:: MATERIAL PROVIDED ::

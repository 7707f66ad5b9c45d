//! Channel MTU negotiation (spec.md §4.5, §6: "Exchange MTU Request/Response").

/// Default ATT_MTU before any exchange takes place (Bluetooth Core Spec v4.2, Vol. 3, Part F,
/// Section 3.2.8).
pub const DEFAULT_MTU: u16 = 23;

/// Per-channel MTU state.
///
/// Once an MTU exchange completes, the MTU is frozen for the lifetime of the channel
/// (spec.md §3: "Channel MTU ... once exchanged, MTU is frozen for the channel's lifetime").
#[derive(Debug, Clone, Copy)]
pub struct MtuState {
    local_mtu: u16,
    mtu: u16,
    local_mtu_sent: bool,
}

impl MtuState {
    /// Creates fresh MTU state for a new connection, advertising `local_mtu` as this server's
    /// preferred MTU once the peer initiates an exchange.
    pub fn new(local_mtu: u16) -> Self {
        Self {
            local_mtu,
            mtu: DEFAULT_MTU,
            local_mtu_sent: false,
        }
    }

    /// The currently effective MTU, bounding every outbound PDU on this channel.
    pub fn current(&self) -> u16 {
        self.mtu
    }

    /// Whether the local MTU has already been sent to the peer (MTU exchange may only complete
    /// once).
    pub fn local_mtu_sent(&self) -> bool {
        self.local_mtu_sent
    }

    /// Processes an incoming Exchange MTU Request, adopting `min(local, peer)` as the channel
    /// MTU and returning the local MTU value to send back.
    pub fn exchange(&mut self, peer_mtu: u16) -> u16 {
        self.mtu = self.local_mtu.min(peer_mtu).max(DEFAULT_MTU);
        self.local_mtu_sent = true;
        self.local_mtu
    }
}

impl Default for MtuState {
    fn default() -> Self {
        Self::new(DEFAULT_MTU)
    }
}

#[cfg(test)]
mod tests {
    use super::*;

    #[test]
    fn adopts_minimum_of_both_sides() {
        let mut mtu = MtuState::new(100);
        let local = mtu.exchange(64);
        assert_eq!(local, 100);
        assert_eq!(mtu.current(), 64);
        assert!(mtu.local_mtu_sent());
    }

    #[test]
    fn starts_at_default() {
        let mtu = MtuState::default();
        assert_eq!(mtu.current(), DEFAULT_MTU);
        assert!(!mtu.local_mtu_sent());
    }
}
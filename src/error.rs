use thiserror::Error;

/// Classification used by the retry layer. Each cache client adapter maps
/// its native errors into one of these kinds at the boundary; nothing above
/// the adapters inspects backend-specific error types.
#[derive(Debug, Clone, Copy, PartialEq, Eq)]
pub enum ErrorKind {
    Connection,
    Timeout,
    ClusterUnavailable,
    Other,
}

impl ErrorKind {
    /// Transient kinds are eligible for automatic retry.
    pub fn is_transient(self) -> bool {
        !matches!(self, ErrorKind::Other)
    }
}

/// Error produced by a cache client operation.
#[derive(Error, Debug, Clone)]
pub enum ClientError {
    #[error("connection error: {0}")]
    Connection(String),

    #[error("timeout: {0}")]
    Timeout(String),

    #[error("cluster unavailable: {0}")]
    ClusterUnavailable(String),

    #[error("operation error: {0}")]
    Operation(String),
}

impl ClientError {
    pub fn kind(&self) -> ErrorKind {
        match self {
            ClientError::Connection(_) => ErrorKind::Connection,
            ClientError::Timeout(_) => ErrorKind::Timeout,
            ClientError::ClusterUnavailable(_) => ErrorKind::ClusterUnavailable,
            ClientError::Operation(_) => ErrorKind::Other,
        }
    }

    pub fn is_transient(&self) -> bool {
        self.kind().is_transient()
    }
}

/// Top-level error for the harness itself.
#[derive(Error, Debug)]
pub enum BenchError {
    #[error("client error: {0}")]
    Client(#[from] ClientError),

    #[error("io error: {0}")]
    Io(#[from] std::io::Error),

    #[error("configuration error: {0}")]
    Config(String),

    #[error("serialization error: {0}")]
    Serialization(String),

    #[error("task failed: {0}")]
    TaskFailed(String),
}

impl From<tokio::task::JoinError> for BenchError {
    fn from(e: tokio::task::JoinError) -> Self {
        BenchError::TaskFailed(e.to_string())
    }
}

impl From<serde_json::Error> for BenchError {
    fn from(e: serde_json::Error) -> Self {
        BenchError::Serialization(e.to_string())
    }
}

pub type Result<T> = std::result::Result<T, BenchError>;
pub type ClientResult<T> = std::result::Result<T, ClientError>;

#[cfg(test)]
mod tests {
    use super::*;

    #[test]
    fn transient_kinds() {
        assert!(ErrorKind::Connection.is_transient());
        assert!(ErrorKind::Timeout.is_transient());
        assert!(ErrorKind::ClusterUnavailable.is_transient());
        assert!(!ErrorKind::Other.is_transient());
    }

    #[test]
    fn client_error_kind_mapping() {
        assert_eq!(
            ClientError::Connection("refused".into()).kind(),
            ErrorKind::Connection
        );
        assert_eq!(ClientError::Timeout("1s".into()).kind(), ErrorKind::Timeout);
        assert_eq!(
            ClientError::ClusterUnavailable("down".into()).kind(),
            ErrorKind::ClusterUnavailable
        );
        assert_eq!(
            ClientError::Operation("wrongtype".into()).kind(),
            ErrorKind::Other
        );
        assert!(!ClientError::Operation("wrongtype".into()).is_transient());
    }
}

:::

#### WORK INSTRUCTIONS:
Set every line down again exactly. Begin with the first line of the entries and finish with the line containing "assert_eq!(mtu.current(), DEFAULT_MTU);".

#### PROBLEM SOLUTION:
repository 7707f66ad5b9c45d
//! Channel MTU negotiation (spec.md §4.5, §6: "Exchange MTU Request/Response").

/// Default ATT_MTU before any exchange takes place (Bluetooth Core Spec v4.2, Vol. 3, Part F,
/// Section 3.2.8).
pub const DEFAULT_MTU: u16 = 23;

/// Per-channel MTU state.
///
/// Once an MTU exchange completes, the MTU is frozen for the lifetime of the channel
/// (spec.md §3: "Channel MTU ... once exchanged, MTU is frozen for the channel's lifetime").
#[derive(Debug, Clone, Copy)]
pub struct MtuState {
    local_mtu: u16,
    mtu: u16,
    local_mtu_sent: bool,
}

impl MtuState {
    /// Creates fresh MTU state for a new connection, advertising `local_mtu` as this server's
    /// preferred MTU once the peer initiates an exchange.
    pub fn new(local_mtu: u16) -> Self {
        Self {
            local_mtu,
            mtu: DEFAULT_MTU,
            local_mtu_sent: false,
        }
    }

    /// The currently effective MTU, bounding every outbound PDU on this channel.
    pub fn current(&self) -> u16 {
        self.mtu
    }

    /// Whether the local MTU has already been sent to the peer (MTU exchange may only complete
    /// once).
    pub fn local_mtu_sent(&self) -> bool {
        self.local_mtu_sent
    }

    /// Processes an incoming Exchange MTU Request, adopting `min(local, peer)` as the channel
    /// MTU and returning the local MTU value to send back.
    pub fn exchange(&mut self, peer_mtu: u16) -> u16 {
        self.mtu = self.local_mtu.min(peer_mtu).max(DEFAULT_MTU);
        self.local_mtu_sent = true;
        self.local_mtu
    }
}

impl Default for MtuState {
    fn default() -> Self {
        Self::new(DEFAULT_MTU)
    }
}

#[cfg(test)]
mod tests {
    use super::*;

    #[test]
    fn adopts_minimum_of_both_sides() {
        let mut mtu = MtuState::new(100);
        let local = mtu.exchange(64);
        assert_eq!(local, 100);
        assert_eq!(mtu.current(), 64);
        assert!(mtu.local_mtu_sent());
    }

    #[test]
    fn starts_at_default() {
        let mtu = MtuState::default();
        assert_eq!(mtu.current(), DEFAULT_MTU);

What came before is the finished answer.